▸ WORK TASK: Go through the entries below and count the lines holding the word "high". Reply with only the number, please.
== == ==
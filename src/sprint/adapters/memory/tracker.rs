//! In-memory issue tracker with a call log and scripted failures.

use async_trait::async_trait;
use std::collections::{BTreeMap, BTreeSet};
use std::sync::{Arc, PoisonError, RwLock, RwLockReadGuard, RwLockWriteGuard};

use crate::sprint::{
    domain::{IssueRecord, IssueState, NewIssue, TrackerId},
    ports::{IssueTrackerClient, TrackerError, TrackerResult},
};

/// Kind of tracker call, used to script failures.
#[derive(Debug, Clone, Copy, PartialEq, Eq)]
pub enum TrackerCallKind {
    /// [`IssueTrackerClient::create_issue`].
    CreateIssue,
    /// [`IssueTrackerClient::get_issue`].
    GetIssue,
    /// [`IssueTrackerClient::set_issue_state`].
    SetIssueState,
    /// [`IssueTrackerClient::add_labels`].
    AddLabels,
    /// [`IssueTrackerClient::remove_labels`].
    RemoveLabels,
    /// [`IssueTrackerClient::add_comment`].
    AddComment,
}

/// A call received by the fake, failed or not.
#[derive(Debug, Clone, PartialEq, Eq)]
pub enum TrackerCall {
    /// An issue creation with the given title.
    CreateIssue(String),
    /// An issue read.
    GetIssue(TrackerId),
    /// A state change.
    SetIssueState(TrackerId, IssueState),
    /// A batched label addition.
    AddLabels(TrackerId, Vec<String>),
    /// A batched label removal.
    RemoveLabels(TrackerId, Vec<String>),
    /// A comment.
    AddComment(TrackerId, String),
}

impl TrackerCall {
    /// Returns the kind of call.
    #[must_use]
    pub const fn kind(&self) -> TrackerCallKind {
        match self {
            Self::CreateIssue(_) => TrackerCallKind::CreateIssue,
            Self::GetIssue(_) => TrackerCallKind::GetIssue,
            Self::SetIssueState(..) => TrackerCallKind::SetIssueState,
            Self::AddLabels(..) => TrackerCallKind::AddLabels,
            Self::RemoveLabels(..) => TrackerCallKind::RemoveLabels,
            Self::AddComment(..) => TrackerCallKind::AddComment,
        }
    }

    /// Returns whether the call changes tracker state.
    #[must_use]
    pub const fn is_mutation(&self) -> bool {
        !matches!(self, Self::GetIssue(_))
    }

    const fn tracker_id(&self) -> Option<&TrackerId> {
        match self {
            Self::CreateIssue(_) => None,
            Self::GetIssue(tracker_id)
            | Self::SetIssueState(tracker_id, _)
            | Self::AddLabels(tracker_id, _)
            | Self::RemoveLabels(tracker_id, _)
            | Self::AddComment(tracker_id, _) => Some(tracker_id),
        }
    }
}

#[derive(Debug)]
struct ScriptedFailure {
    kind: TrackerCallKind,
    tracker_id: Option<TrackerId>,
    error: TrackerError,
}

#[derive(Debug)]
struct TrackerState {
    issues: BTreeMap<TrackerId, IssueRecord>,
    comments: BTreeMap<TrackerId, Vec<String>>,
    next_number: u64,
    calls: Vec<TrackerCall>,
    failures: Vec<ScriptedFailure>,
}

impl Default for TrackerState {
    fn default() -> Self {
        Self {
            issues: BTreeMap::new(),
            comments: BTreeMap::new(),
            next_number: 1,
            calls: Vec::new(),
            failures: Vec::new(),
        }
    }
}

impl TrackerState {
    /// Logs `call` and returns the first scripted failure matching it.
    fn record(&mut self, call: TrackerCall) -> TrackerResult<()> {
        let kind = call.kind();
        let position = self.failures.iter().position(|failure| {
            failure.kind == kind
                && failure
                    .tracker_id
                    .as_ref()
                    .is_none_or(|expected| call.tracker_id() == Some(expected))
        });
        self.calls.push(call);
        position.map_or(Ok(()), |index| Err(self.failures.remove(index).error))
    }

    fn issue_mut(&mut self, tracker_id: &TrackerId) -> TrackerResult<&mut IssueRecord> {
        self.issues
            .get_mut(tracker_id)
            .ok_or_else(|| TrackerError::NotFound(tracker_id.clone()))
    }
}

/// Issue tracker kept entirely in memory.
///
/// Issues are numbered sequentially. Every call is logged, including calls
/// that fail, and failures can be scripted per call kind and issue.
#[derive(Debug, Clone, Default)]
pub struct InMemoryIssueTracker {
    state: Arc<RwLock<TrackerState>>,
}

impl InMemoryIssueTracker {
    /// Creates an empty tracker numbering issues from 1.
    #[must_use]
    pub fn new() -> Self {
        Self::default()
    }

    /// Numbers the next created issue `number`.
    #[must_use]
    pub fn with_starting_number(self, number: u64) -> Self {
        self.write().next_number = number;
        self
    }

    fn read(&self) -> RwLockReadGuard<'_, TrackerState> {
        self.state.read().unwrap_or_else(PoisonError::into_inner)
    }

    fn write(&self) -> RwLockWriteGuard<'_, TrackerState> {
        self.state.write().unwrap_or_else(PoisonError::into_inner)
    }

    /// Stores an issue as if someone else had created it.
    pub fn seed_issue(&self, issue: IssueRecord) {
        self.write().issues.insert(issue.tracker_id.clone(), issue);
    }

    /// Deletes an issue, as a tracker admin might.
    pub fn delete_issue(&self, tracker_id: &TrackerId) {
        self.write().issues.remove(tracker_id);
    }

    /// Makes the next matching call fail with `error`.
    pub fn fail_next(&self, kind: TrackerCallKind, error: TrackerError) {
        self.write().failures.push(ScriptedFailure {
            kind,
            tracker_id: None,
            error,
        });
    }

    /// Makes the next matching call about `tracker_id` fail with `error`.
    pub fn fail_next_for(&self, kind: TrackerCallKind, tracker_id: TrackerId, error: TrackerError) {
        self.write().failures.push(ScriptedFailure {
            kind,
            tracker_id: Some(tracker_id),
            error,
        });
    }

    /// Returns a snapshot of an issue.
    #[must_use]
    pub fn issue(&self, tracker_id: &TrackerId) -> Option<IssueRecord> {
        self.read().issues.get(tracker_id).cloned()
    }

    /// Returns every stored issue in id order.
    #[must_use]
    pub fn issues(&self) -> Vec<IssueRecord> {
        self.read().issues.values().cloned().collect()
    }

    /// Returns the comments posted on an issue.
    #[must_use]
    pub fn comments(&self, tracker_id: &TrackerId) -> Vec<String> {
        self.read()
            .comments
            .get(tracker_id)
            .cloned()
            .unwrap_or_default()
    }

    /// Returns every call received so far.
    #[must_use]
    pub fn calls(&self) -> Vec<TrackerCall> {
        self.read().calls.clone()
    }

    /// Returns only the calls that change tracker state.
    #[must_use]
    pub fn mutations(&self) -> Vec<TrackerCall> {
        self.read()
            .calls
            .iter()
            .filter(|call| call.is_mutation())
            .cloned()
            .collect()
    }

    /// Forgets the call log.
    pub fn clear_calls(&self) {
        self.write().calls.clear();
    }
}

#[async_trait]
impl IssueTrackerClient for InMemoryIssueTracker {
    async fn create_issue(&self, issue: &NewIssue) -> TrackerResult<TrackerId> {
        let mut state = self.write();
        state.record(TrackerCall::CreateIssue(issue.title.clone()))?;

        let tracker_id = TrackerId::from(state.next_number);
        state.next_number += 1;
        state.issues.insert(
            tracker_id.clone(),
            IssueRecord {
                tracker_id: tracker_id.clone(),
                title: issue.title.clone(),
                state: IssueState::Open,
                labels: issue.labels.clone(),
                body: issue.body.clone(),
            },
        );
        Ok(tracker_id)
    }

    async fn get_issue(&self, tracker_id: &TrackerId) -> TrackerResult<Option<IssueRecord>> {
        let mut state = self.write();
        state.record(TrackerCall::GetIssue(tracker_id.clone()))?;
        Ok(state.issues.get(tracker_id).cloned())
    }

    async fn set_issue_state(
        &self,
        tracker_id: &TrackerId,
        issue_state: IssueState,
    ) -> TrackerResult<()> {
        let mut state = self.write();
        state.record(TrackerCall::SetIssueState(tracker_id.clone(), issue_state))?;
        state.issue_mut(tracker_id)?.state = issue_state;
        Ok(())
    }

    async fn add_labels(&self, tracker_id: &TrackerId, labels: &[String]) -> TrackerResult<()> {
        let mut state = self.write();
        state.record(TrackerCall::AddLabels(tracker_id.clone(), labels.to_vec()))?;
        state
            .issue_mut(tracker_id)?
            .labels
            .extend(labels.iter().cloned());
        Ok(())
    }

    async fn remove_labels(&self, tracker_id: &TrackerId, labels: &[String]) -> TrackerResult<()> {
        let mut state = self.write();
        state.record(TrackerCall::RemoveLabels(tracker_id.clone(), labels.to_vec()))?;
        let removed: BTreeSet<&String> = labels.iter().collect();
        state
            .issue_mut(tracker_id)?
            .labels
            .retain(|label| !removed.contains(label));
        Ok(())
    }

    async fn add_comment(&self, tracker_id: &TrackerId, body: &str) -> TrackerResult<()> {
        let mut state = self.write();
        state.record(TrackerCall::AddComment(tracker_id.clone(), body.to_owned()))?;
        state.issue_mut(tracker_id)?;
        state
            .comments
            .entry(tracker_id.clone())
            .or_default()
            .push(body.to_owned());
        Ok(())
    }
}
== == ==
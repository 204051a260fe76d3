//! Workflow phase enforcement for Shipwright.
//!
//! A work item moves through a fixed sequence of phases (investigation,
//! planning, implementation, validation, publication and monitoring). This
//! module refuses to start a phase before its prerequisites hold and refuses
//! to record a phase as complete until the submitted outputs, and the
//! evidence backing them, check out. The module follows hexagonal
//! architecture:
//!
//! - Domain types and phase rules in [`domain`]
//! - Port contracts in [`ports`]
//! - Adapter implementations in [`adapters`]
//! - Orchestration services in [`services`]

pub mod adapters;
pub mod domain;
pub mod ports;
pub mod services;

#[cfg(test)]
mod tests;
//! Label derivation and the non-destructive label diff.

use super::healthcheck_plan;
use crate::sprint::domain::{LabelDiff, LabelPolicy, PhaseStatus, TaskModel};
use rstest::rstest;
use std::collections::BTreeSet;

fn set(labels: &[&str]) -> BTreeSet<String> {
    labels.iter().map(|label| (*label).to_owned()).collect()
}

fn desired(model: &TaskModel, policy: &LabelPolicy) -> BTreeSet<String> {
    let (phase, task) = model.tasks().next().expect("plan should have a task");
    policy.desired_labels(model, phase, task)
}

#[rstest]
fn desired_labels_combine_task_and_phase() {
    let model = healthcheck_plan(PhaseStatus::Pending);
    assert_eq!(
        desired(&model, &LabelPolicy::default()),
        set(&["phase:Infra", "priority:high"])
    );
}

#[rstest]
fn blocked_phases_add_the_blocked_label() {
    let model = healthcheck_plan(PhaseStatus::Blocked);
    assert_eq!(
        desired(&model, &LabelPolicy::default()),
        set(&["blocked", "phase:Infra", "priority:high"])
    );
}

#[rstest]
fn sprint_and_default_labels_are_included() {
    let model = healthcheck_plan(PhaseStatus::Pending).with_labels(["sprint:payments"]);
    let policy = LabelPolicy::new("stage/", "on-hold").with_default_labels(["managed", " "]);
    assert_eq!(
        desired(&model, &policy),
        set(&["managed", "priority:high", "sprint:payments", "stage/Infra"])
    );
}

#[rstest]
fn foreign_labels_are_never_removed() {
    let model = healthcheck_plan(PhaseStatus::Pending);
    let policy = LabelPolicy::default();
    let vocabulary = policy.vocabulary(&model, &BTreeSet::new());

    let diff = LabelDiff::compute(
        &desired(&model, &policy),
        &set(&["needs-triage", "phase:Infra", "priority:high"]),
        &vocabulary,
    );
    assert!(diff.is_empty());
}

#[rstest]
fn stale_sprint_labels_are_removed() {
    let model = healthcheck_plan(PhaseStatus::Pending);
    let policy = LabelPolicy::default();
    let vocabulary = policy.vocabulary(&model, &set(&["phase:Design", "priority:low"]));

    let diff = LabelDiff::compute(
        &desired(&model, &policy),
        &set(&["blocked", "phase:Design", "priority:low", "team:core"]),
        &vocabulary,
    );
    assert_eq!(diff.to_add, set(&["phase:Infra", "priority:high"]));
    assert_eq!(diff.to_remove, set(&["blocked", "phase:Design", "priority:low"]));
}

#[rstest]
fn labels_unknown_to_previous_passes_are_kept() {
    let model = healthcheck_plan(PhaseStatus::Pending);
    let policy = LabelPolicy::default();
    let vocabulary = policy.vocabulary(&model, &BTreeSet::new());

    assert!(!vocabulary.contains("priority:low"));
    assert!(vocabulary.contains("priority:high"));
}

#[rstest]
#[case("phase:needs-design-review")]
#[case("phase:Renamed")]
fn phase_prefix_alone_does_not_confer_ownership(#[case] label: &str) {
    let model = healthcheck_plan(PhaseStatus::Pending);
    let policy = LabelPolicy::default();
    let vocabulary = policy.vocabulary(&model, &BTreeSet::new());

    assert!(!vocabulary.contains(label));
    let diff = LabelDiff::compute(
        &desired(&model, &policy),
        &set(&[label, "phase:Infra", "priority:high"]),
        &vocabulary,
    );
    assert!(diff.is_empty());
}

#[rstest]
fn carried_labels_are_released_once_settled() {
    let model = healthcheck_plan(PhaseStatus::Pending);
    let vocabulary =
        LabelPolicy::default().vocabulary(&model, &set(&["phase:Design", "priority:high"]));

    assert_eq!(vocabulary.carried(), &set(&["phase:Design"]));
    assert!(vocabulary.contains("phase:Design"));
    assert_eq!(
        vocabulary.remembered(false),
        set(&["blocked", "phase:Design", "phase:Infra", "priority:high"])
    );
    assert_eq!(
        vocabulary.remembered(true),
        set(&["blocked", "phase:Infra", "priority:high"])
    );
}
== == ==
▸ OUTPUT OF THE TASK: 10